[Collected data]
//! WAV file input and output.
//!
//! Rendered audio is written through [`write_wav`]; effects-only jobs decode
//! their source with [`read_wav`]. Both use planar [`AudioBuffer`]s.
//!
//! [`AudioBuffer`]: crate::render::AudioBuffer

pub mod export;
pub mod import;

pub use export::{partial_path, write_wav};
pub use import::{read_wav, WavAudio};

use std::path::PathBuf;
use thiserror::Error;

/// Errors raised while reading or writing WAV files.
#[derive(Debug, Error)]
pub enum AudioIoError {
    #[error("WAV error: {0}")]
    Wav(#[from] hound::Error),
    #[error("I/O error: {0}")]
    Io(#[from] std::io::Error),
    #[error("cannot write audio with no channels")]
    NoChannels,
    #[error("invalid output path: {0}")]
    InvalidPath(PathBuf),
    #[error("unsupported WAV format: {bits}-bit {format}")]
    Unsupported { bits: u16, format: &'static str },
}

#### Exercise instructions
Your answer should be one number: the count of lines in the records above that contain "from".

#### Solution to this exercise
2